Genotyping of all samples was carried out at deCODE Genetics in Reykjavik,
Iceland. In the Icelandic sample, whole-genome sequencing of 2,230 Icelanders was
used to inform the imputation of the 50 SNPs into 95,085 Icelanders genotyped with
Illumina SNP chips, using long-range phasing-based imputation.5,10 Additionally,
familial imputation methods were used to impute the variants into un-genotyped
relatives of chip-genotyped Icelanders, yielding a total sample size of 8,622 Icelandic
study patients with genotype information. The imputation information score for the
SNPs ranged from 0.984 to 1.000.
In the replication sample (Emory Biobank), analyses were based on an availablesubset comprising 32 SNPs previously genotyped as part of ongoing research
collaborations (Table I in the online-only Data Supplement).
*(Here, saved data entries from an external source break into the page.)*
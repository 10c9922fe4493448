//! Port loading record batches uploaded by administrators.
//!
//! Loading is synchronous: batches are small and read once per upload.

use thiserror::Error;

use crate::domain::Record;

/// Errors raised by roster source adapters.
#[derive(Debug, Clone, PartialEq, Eq, Error)]
pub enum RosterSourceError {
    /// The batch could not be read.
    #[error("roster source could not be read: {message}")]
    Read {
        /// What failed, with the path involved.
        message: String,
    },
    /// The batch was read but is not a list of records.
    #[error("roster source is malformed: {message}")]
    Parse {
        /// Decoder error with the path involved.
        message: String,
    },
}

impl RosterSourceError {
    /// Reading the batch failed.
    pub fn read(message: impl Into<String>) -> Self {
        Self::Read {
            message: message.into(),
        }
    }

    /// The batch is not a JSON array of records.
    pub fn parse(message: impl Into<String>) -> Self {
        Self::Parse {
            message: message.into(),
        }
    }
}

/// Supplies a batch of records of type `R`.
pub trait RosterSource<R: Record>: Send + Sync {
    /// Load every record in the batch, in upload order.
    fn load(&self) -> Result<Vec<R>, RosterSourceError>;
}

/// Source serving a fixed in-memory batch.
#[derive(Debug, Clone, Default)]
pub struct FixtureRosterSource<R> {
    records: Vec<R>,
}

impl<R> FixtureRosterSource<R> {
    /// Serve `records` on every load.
    pub fn new(records: Vec<R>) -> Self {
        Self { records }
    }
}

impl<R: Record> RosterSource<R> for FixtureRosterSource<R> {
    fn load(&self) -> Result<Vec<R>, RosterSourceError> {
        Ok(self.records.clone())
    }
}
//! Driven port delivering operator notifications.
//!
//! Rendering (toasts, alerts) belongs to the UI adapter; the domain only
//! decides severity and text.

use std::sync::{Mutex, PoisonError};

use crate::domain::Notification;

/// Receives notifications emitted by record operations.
#[cfg_attr(test, mockall::automock)]
pub trait NotificationSink: Send + Sync {
    /// Deliver one notification.
    fn notify(&self, notification: Notification);
}

/// Sink that keeps every notification in memory, in delivery order.
///
/// Useful for tests and for adapters that flush notifications in batches.
#[derive(Debug, Default)]
pub struct RecordingNotificationSink {
    delivered: Mutex<Vec<Notification>>,
}

impl RecordingNotificationSink {
    /// Create an empty sink.
    #[must_use]
    pub fn new() -> Self {
        Self::default()
    }

    /// Snapshot of the notifications delivered so far.
    pub fn delivered(&self) -> Vec<Notification> {
        self.delivered
            .lock()
            .unwrap_or_else(PoisonError::into_inner)
            .clone()
    }

    /// Remove and return the notifications delivered so far.
    pub fn drain(&self) -> Vec<Notification> {
        std::mem::take(
            &mut *self
                .delivered
                .lock()
                .unwrap_or_else(PoisonError::into_inner),
        )
    }
}

impl NotificationSink for RecordingNotificationSink {
    fn notify(&self, notification: Notification) {
        self.delivered
            .lock()
            .unwrap_or_else(PoisonError::into_inner)
            .push(notification);
    }
}

#[cfg(test)]
mod tests {
    use super::*;
    use crate::domain::Severity;

    #[test]
    fn recording_sink_preserves_order() {
        let sink = RecordingNotificationSink::new();
        sink.notify(Notification::warning("first"));
        sink.notify(Notification::success("second"));

        let severities: Vec<Severity> = sink
            .delivered()
            .iter()
            .map(Notification::severity)
            .collect();
        assert_eq!(severities, vec![Severity::Warning, Severity::Success]);
    }

    #[test]
    fn drain_empties_the_sink() {
        let sink = RecordingNotificationSink::new();
        sink.notify(Notification::error("boom"));

        assert_eq!(sink.drain().len(), 1);
        assert!(sink.delivered().is_empty());
    }
}
//! Ports at the edge of the roster domain.

mod confirmation_prompt;
mod notification_sink;
mod roster_source;

#[cfg(test)]
pub use confirmation_prompt::MockConfirmationPrompt;
pub use confirmation_prompt::{ConfirmationPrompt, ConfirmationRequest, FixedConfirmationPrompt};
#[cfg(test)]
pub use notification_sink::MockNotificationSink;
pub use notification_sink::{NotificationSink, RecordingNotificationSink};
pub use roster_source::{FixtureRosterSource, RosterSource, RosterSourceError};
//! Notification sink that writes operator notifications to the log.

use tracing::{error, info, warn};

use crate::domain::ports::NotificationSink;
use crate::domain::{Notification, Severity};

/// Emits each notification as a `tracing` event at a level matching its
/// severity. Used by headless tools that have no UI to render toasts.
#[derive(Debug, Clone, Copy, Default)]
pub struct TracingNotificationSink;

impl NotificationSink for TracingNotificationSink {
    fn notify(&self, notification: Notification) {
        let message = notification.message();
        match notification.severity() {
            Severity::Success => info!(target: "roster::notifications", %message, "success"),
            Severity::Warning => warn!(target: "roster::notifications", %message, "warning"),
            Severity::Error => error!(target: "roster::notifications", %message, "error"),
        }
    }
}
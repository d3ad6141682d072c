use std::fmt::Write;

use survey_markdown::{ParsedQuestion, ParsedSurvey, QuestionType};

fn type_label(question_type: QuestionType) -> &'static str {
    match question_type {
        QuestionType::MultipleChoice => "multiple choice",
        QuestionType::Text => "free text",
        QuestionType::Ranking => "ranking",
    }
}

fn write_question(out: &mut String, position: usize, q: &ParsedQuestion) -> std::fmt::Result {
    writeln!(out, "{}. {}", position, q.question_text)?;
    write!(out, "   {}", type_label(q.question_type))?;
    if q.is_multiple_select {
        write!(out, " (multiple select)")?;
    }
    if let Some(max) = q.max_selections {
        write!(out, " (max {})", max)?;
    }
    writeln!(out)?;
    for option in q.options.iter() {
        writeln!(out, "   - {}", option)?;
    }
    Ok(())
}

fn write_survey(out: &mut String, survey: &ParsedSurvey) -> std::fmt::Result {
    writeln!(out, "{}", survey.title)?;
    writeln!(out, "{}", survey.description)?;
    writeln!(out, "{} questions", survey.questions.len())?;
    if !survey.questions.is_empty() {
        writeln!(out)?;
    }
    for (idx, q) in survey.questions.iter().enumerate() {
        write_question(out, idx + 1, q)?;
    }
    Ok(())
}

/// A readable summary of a survey, for checking a document before importing it.
pub fn render_preview(survey: &ParsedSurvey) -> String {
    let mut out = String::new();
    // Writing to a String cannot fail.
    let _ = write_survey(&mut out, survey);
    out
}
In this subset, proxy SNPs
were used for SNPs at 2p24, 4q31, 8q24, 9p21, 9q34, 10q11, 10q24 and 13q34 (r 2
between 0.79 and 1.00). Information on the remainder of SNP genotyped in the
Icelandic sample was not available for the Emory Biobank sample. Samples from the
Emory Biobank were genotyped using the Centaurus (Nanogen) platform at deCODE
genetics in Reykjavik, Iceland. SNP call rate ranged from 0.935-1.000.
Genetic Risk Scores
For each patient, we calculated a weighted genetic risk score (GRS) by adding the
product of the number of risk alleles for each of the SNPs and the natural logarithm of
the effect size (odds ratio for CAD) reported in the reference studies. As 1 SNP at
chromosome 9p21 and 2 SNPs LPA gene have previously been reported to associate
with extent of angiographic CAD3,11,12, we additionally examined a GRS restricted to
SNPs with no reported association with CAD extent. In the Icelandic sample, the
weighted GRS was calculated based on 50 SNPs whereas, in the Emory Biobank
sample, the GRS was calculated based on the available subset of 32 SNPs (Table I in
the online-only Data Supplement). For comparison, we generated a GRS restricted to
these 32 SNPs for the Icelandic sample. In all analyses, GRSs were standardized to a
mean of 0 and a standard deviation of 1.
Statistical Methods
We used linear regression to test the association of individual SNPs with CAD extent.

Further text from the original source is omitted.